■ **Exercise aim**: Output the number of lines in the entries below with the string "points" in them, and nothing further.

■ **Extracted information**:
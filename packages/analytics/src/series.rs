//! Shapes filtered records into chart series and display table rows.

use estate_insights_analytics_models::{ChartPoint, TableRow};
use estate_insights_dataset_models::TransactionRecord;

use crate::fmt::{round2, thousands};
use crate::CRORE;

fn positive(value: f64) -> Option<f64> {
    (value > 0.0).then_some(value)
}

/// Converts records into a chart series, one point per record, sorted
/// ascending by year.
///
/// Optional rate fields are decided per point: a mixed series where
/// only some years carry an office or shop rate is expected.
#[must_use]
pub fn to_chart_series(records: &[&TransactionRecord]) -> Vec<ChartPoint> {
    let mut sorted: Vec<&TransactionRecord> = records.to_vec();
    sorted.sort_by_key(|r| r.year);

    sorted
        .iter()
        .map(|r| {
            #[allow(clippy::cast_possible_truncation)]
            let total_sold = r.total_sold as i64;
            ChartPoint {
                year: r.year,
                total_sales: round2(r.total_sales / CRORE),
                total_sold,
                flat_rate: positive(r.flat_rate).map(round2),
                office_rate: positive(r.office_rate).map(round2),
                shop_rate: positive(r.shop_rate).map(round2),
                carpet_area: positive(r.carpet_area).map(round2),
            }
        })
        .collect()
}

/// Converts records into display table rows, sorted descending by year.
///
/// Values are formatted strings for direct rendering or export, not
/// further computation.
#[must_use]
pub fn to_table(records: &[&TransactionRecord]) -> Vec<TableRow> {
    let mut sorted: Vec<&TransactionRecord> = records.to_vec();
    sorted.sort_by_key(|r| std::cmp::Reverse(r.year));

    sorted
        .iter()
        .map(|r| {
            #[allow(clippy::cast_possible_truncation, clippy::cast_sign_loss)]
            let units = r.total_sold as u64;
            #[allow(clippy::cast_possible_truncation, clippy::cast_sign_loss)]
            let carpet = r.carpet_area.round() as u64;
            TableRow {
                year: r.year,
                area: r.locality.clone(),
                total_sales: format!("{:.2}", r.total_sales / CRORE),
                units_sold: thousands(units),
                flat_rate: format!("{:.2}", r.flat_rate),
                carpet_area: positive(r.carpet_area).map(|_| thousands(carpet)),
            }
        })
        .collect()
}

#[cfg(test)]
mod tests {
    use super::*;

    fn record(year: i32, flat_rate: f64, office_rate: f64, carpet_area: f64) -> TransactionRecord {
        TransactionRecord {
            locality: "Wakad".to_string(),
            year,
            total_sales: 123_456_789.0,
            total_sold: 1500.0,
            flat_rate,
            office_rate,
            shop_rate: 0.0,
            carpet_area,
        }
    }

    #[test]
    fn chart_is_ascending_and_table_descending_for_same_input() {
        let a = record(2022, 5000.0, 0.0, 0.0);
        let b = record(2020, 4800.0, 0.0, 0.0);
        let c = record(2021, 4900.0, 0.0, 0.0);
        let records = vec![&a, &b, &c];

        let chart_years: Vec<i32> = to_chart_series(&records).iter().map(|p| p.year).collect();
        let table_years: Vec<i32> = to_table(&records).iter().map(|r| r.year).collect();
        assert_eq!(chart_years, [2020, 2021, 2022]);
        assert_eq!(table_years, [2022, 2021, 2020]);
    }

    #[test]
    fn sales_scale_to_crores_with_two_decimals() {
        let a = record(2020, 5000.0, 0.0, 0.0);
        let points = to_chart_series(&[&a]);
        assert!((points[0].total_sales - 12.35).abs() < f64::EPSILON);
    }

    #[test]
    fn zero_flat_rate_is_null_and_zero_office_rate_is_absent() {
        let a = record(2020, 0.0, 0.0, 0.0);
        let b = record(2021, 5000.0, 9500.0, 0.0);
        let points = to_chart_series(&[&a, &b]);
        assert_eq!(points[0].flat_rate, None);
        assert_eq!(points[0].office_rate, None);
        assert_eq!(points[1].flat_rate, Some(5000.0));
        assert_eq!(points[1].office_rate, Some(9500.0));
    }

    #[test]
    fn chart_rounding_is_idempotent_through_reserialization() {
        let a = record(2020, 5123.456, 0.0, 0.0);
        let first = to_chart_series(&[&a]);
        let reparsed: Vec<ChartPoint> =
            serde_json::from_str(&serde_json::to_string(&first).unwrap()).unwrap();
        assert_eq!(first, reparsed);
    }

    #[test]
    fn table_formats_display_strings() {
        let a = record(2020, 5000.5, 0.0, 25_000.4);
        let rows = to_table(&[&a]);
        assert_eq!(rows[0].total_sales, "12.35");
        assert_eq!(rows[0].units_sold, "1,500");
        assert_eq!(rows[0].flat_rate, "5000.50");
        assert_eq!(rows[0].carpet_area.as_deref(), Some("25,000"));
    }

    #[test]
    fn zero_carpet_area_is_absent_from_table_rows() {
        let a = record(2020, 5000.0, 0.0, 0.0);
        assert_eq!(to_table(&[&a])[0].carpet_area, None);
    }
}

■ **Exercise result**: 7